●天然ガス油田開発計画契約解消

【スペイン マドリッド 2007年9月6日】
 アルジェリア国営石油会社、ソナトラックはスペインの石油会社レプソルとガス・ナトゥラル社との東部ガス田開発事業の解消を発表。数ヶ月前からエネルギー省のChakib jelilが開発事業の遅延に対する発言があり、契約解消の裏には「政治」的な動きが濃厚と見られている。スペイン側は2004年から始まったこの計画の遂行期は2009年で、遅延に関する問題は今後解決できるものとして、アルジェリア及びソナトラックと争う構えでいる。


●「2ユーロで家貸します」

【スペイン ジローナ 2007年9月6日】
新築、2LDK、暖炉付き、家具付き、陽当たり良好、閑静、緑多し,,,,,,今時こんな好条件で家賃は月額たったの2ユーロという物件がある。 だが、この家に入る人には、格安家賃と交換に「隣人」と折り合いをつけなくてはならない。ここの「隣人」たちはすべて「閑静」な「墓」住まいで、さらに「死体解剖所」と「火葬場」とも「交渉」が必要となる。 この物件は、ジローナ市から約17キロ離れた、人口5,200人のアンヘル村にある。まだ正式な公募は出ていないが、ガリシア、アンダルシア、カタルーニャ、バスクカナリア諸島などスペイン全土からすでに問い合わせが殺到し、村役場側では驚きを隠せない。村側が求めている入居条件は、少なくとも3年間アンヘル村に住んでいる人、所得が低い人、社会的適合が難しい人などが対象で、アンヘル村の職員のみでは手が回らない墓地内の清掃管理やその周辺の広大な緑地帯を管理するのが仕事。


●新たな「移民」問題

【スペイン トメジョッソ 2007年9月6日】
9月中旬から10月初めにかけてカスティーリャ-ラ・マンチャ地方でベンディミア(ブドウ狩り)が始まる。かつてこの季節はスペイン全土から季節労働者が集められたが、現在は多くの農作物の刈り取りは移民の手に頼らざるを得なくなっている。

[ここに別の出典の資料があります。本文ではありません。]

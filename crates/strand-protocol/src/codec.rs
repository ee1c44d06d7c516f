//! Per-kind mapping between primitive values and scalar tokens.
//!
//! Every [`ValueKind`] has one decode function taking the token the read
//! session consumed, and [`encode_value`] writes any [`Value`] through the
//! token writer. The sessions' typed calls are thin wrappers over these.

use std::io::Write;

use chrono::{DateTime, Utc};
use strand_refs::ReferenceRegistry;
use strand_types::{DateCodec, Decimal, Reference, Value, ValueKind, WireEnum};
use strand_wire::{JsonTokenWriter, Token};

use crate::error::{SessionError, SessionResult};

fn mismatch(expected: ValueKind, token: &Token) -> SessionError {
    SessionError::InvalidValueType {
        expected: expected.to_string(),
        found: token.describe().to_string(),
    }
}

fn out_of_range(kind: ValueKind, text: &str) -> SessionError {
    SessionError::OutOfRange {
        kind,
        value: text.to_string(),
    }
}

pub fn decode_string(token: Token) -> SessionResult<String> {
    match token {
        Token::String(s) => Ok(s),
        other => Err(mismatch(ValueKind::String, &other)),
    }
}

/// Decode an integer of any width up to 64 bits.
///
/// Integral values spelled with a fraction or exponent (`4.0`, `1e2`) are
/// accepted; a non-zero fraction is a type error and a value outside `T` is
/// [`SessionError::OutOfRange`].
pub fn decode_integer<T: TryFrom<i64>>(token: Token, kind: ValueKind) -> SessionResult<T> {
    let text = match token {
        Token::Number(text) => text,
        other => return Err(mismatch(kind, &other)),
    };
    let wide = parse_integral(&text, kind)?;
    T::try_from(wide).map_err(|_| out_of_range(kind, &text))
}

/// Most decimal digits an `i64` magnitude can have.
const I64_DIGITS: usize = 19;

/// Decide integrality from the lexeme itself so no digit is lost to a
/// binary float on the way.
fn parse_integral(text: &str, kind: ValueKind) -> SessionResult<i64> {
    let malformed = || SessionError::InvalidValueType {
        expected: kind.to_string(),
        found: format!("number {text}"),
    };
    let (negative, unsigned) = match text.strip_prefix('-') {
        Some(rest) => (true, rest),
        None => (false, text),
    };
    let (mantissa, exponent) = match unsigned.split_once(['e', 'E']) {
        Some((mantissa, exponent)) => (mantissa, parse_exponent(exponent).ok_or_else(malformed)?),
        None => (unsigned, 0),
    };
    let (int_digits, frac_digits) = mantissa.split_once('.').unwrap_or((mantissa, ""));
    let is_digits = |s: &str| s.bytes().all(|b| b.is_ascii_digit());
    if int_digits.is_empty() || !is_digits(int_digits) || !is_digits(frac_digits) {
        return Err(malformed());
    }

    // All significant digits, with the decimal point `point` places in.
    let joined = format!("{int_digits}{frac_digits}");
    let digits = joined.trim_start_matches('0');
    if digits.is_empty() {
        return Ok(0);
    }
    let skipped = (joined.len() - digits.len()) as i64;
    let point = (int_digits.len() as i64)
        .saturating_add(exponent)
        .saturating_sub(skipped);
    if point <= 0 {
        return Err(non_integral(kind, text));
    }
    if point > I64_DIGITS as i64 {
        return Err(out_of_range(kind, text));
    }
    let point = point as usize;
    let (whole, fraction) = digits.split_at(point.min(digits.len()));
    if fraction.bytes().any(|b| b != b'0') {
        return Err(non_integral(kind, text));
    }

    let mut magnitude: u64 = 0;
    for b in whole.bytes() {
        magnitude = magnitude
            .checked_mul(10)
            .and_then(|m| m.checked_add(u64::from(b - b'0')))
            .ok_or_else(|| out_of_range(kind, text))?;
    }
    for _ in whole.len()..point {
        magnitude = magnitude
            .checked_mul(10)
            .ok_or_else(|| out_of_range(kind, text))?;
    }

    let value = if negative {
        -i128::from(magnitude)
    } else {
        i128::from(magnitude)
    };
    i64::try_from(value).map_err(|_| out_of_range(kind, text))
}

/// Exponent digits with an optional sign, saturating at the `i64` bounds.
fn parse_exponent(text: &str) -> Option<i64> {
    let (negative, digits) = match text.as_bytes().first() {
        Some(b'-') => (true, &text[1..]),
        Some(b'+') => (false, &text[1..]),
        _ => (false, text),
    };
    if digits.is_empty() || !digits.bytes().all(|b| b.is_ascii_digit()) {
        return None;
    }
    let magnitude = digits.bytes().fold(0i64, |acc, b| {
        acc.saturating_mul(10).saturating_add(i64::from(b - b'0'))
    });
    Some(if negative { -magnitude } else { magnitude })
}

fn non_integral(kind: ValueKind, text: &str) -> SessionError {
    SessionError::InvalidValueType {
        expected: kind.to_string(),
        found: format!("non-integral number {text}"),
    }
}

pub fn decode_boolean(token: Token) -> SessionResult<bool> {
    match token {
        Token::Bool(b) => Ok(b),
        other => Err(mismatch(ValueKind::Boolean, &other)),
    }
}

pub fn decode_float(token: Token) -> SessionResult<f32> {
    let text = match token {
        Token::Number(text) => text,
        other => return Err(mismatch(ValueKind::Float, &other)),
    };
    let v: f32 = text.parse().map_err(|_| out_of_range(ValueKind::Float, &text))?;
    if v.is_infinite() {
        return Err(out_of_range(ValueKind::Float, &text));
    }
    Ok(v)
}

pub fn decode_double(token: Token) -> SessionResult<f64> {
    let text = match token {
        Token::Number(text) => text,
        other => return Err(mismatch(ValueKind::Double, &other)),
    };
    let v: f64 = text.parse().map_err(|_| out_of_range(ValueKind::Double, &text))?;
    if v.is_infinite() {
        return Err(out_of_range(ValueKind::Double, &text));
    }
    Ok(v)
}

pub fn decode_decimal(token: Token) -> SessionResult<Decimal> {
    match token {
        Token::Number(text) => Decimal::try_from(text).map_err(|e| SessionError::InvalidValueType {
            expected: ValueKind::Decimal.to_string(),
            found: e.to_string(),
        }),
        other => Err(mismatch(ValueKind::Decimal, &other)),
    }
}

pub fn decode_enum<E: WireEnum>(token: Token) -> SessionResult<E> {
    let constant = decode_enum_constant(token)?;
    E::from_wire(&constant).ok_or(SessionError::UnknownEnumConstant { value: constant })
}

/// Decode an enum constant without checking it against a Rust enum.
pub fn decode_enum_constant(token: Token) -> SessionResult<String> {
    match token {
        Token::String(s) => Ok(s),
        other => Err(mismatch(ValueKind::Enum, &other)),
    }
}

pub fn decode_date(token: Token, dates: &DateCodec) -> SessionResult<DateTime<Utc>> {
    match token {
        Token::String(s) => dates.parse(&s).map_err(SessionError::InvalidDate),
        other => Err(mismatch(ValueKind::Date, &other)),
    }
}

pub fn decode_reference(
    token: Token,
    registry: &dyn ReferenceRegistry,
) -> SessionResult<Reference> {
    match token {
        Token::String(s) => Ok(registry.resolve(&s)?),
        other => Err(mismatch(ValueKind::Reference, &other)),
    }
}

/// Decode a token as `kind`.
pub fn decode_value(
    kind: ValueKind,
    token: Token,
    registry: &dyn ReferenceRegistry,
    dates: &DateCodec,
) -> SessionResult<Value> {
    Ok(match kind {
        ValueKind::String => Value::String(decode_string(token)?),
        ValueKind::Byte => Value::Byte(decode_integer(token, kind)?),
        ValueKind::Short => Value::Short(decode_integer(token, kind)?),
        ValueKind::Int => Value::Int(decode_integer(token, kind)?),
        ValueKind::Long => Value::Long(decode_integer(token, kind)?),
        ValueKind::Boolean => Value::Boolean(decode_boolean(token)?),
        ValueKind::Float => Value::Float(decode_float(token)?),
        ValueKind::Double => Value::Double(decode_double(token)?),
        ValueKind::Decimal => Value::Decimal(decode_decimal(token)?),
        ValueKind::Enum => Value::Enum(decode_enum_constant(token)?),
        ValueKind::Date => Value::Date(decode_date(token, dates)?),
        ValueKind::Reference => Value::Reference(decode_reference(token, registry)?),
    })
}

/// Write `value` as one scalar token.
pub fn encode_value<W: Write>(
    writer: &mut JsonTokenWriter<W>,
    value: &Value,
    registry: &dyn ReferenceRegistry,
    dates: &DateCodec,
) -> SessionResult<()> {
    match value {
        Value::String(s) => writer.write_string(s)?,
        Value::Byte(v) => writer.write_i64(i64::from(*v))?,
        Value::Short(v) => writer.write_i64(i64::from(*v))?,
        Value::Int(v) => writer.write_i64(i64::from(*v))?,
        Value::Long(v) => writer.write_i64(*v)?,
        Value::Boolean(b) => writer.write_bool(*b)?,
        Value::Float(v) => writer.write_f32(*v)?,
        Value::Double(v) => writer.write_f64(*v)?,
        Value::Decimal(d) => writer.write_number_literal(d.as_str())?,
        Value::Enum(constant) => writer.write_string(constant)?,
        Value::Date(date) => writer.write_string(&dates.format(date))?,
        Value::Reference(r) => writer.write_string(&registry.canonicalize(r)?)?,
    }
    Ok(())
}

季節労働者の雇用は、作業が始まる3ヶ月前までに(カスティーリャ-ラ・マンチャは特例で2ヶ月前)申請をしなくてはならないが、トメジョッソ市のブドウ園協同組合では、ベンディミアが始まる寸前に申請し許可され、他の市町村でも駆け込み申請が続いている。これに対して、カスティーリャ-ラ・マンチャ以外の地方から抗議の声も上がっている。しかし、この背景には、ルーマニアやブルガリアからの移民が(その多くはジプシー)同地方でベンディミアが行われる主要市町村に仕事を求めて集結し、これらの移民との社会問題を避けるためにも季節労働として雇用する必要があった、というのが主な理由。たとえばワインの大産地で知られるバルデペニャ近くの人口5,200というモラル・デ・カラトラバ村では、ここ数日で千人以上のルーマニア、ブルガリアの移民が集結している。その多くは市内の広場に段ボール箱を寝床にし、ベンディミアにかり出されるのを待っている。本国でも優遇されていなっかった彼らが、自国がヨーロッパに統合されたことで移動が許され、ニンニク、メロン、トマトなどの農作物の収穫の手伝いでわずかな収入を得てカスティーリャ-ラ・マンチャまでたどり着いた「流浪」のジプシーに対して、どのような雇用が望ましいか、どのような対応が望ましいか、明確に答えられる人は少ないだろう。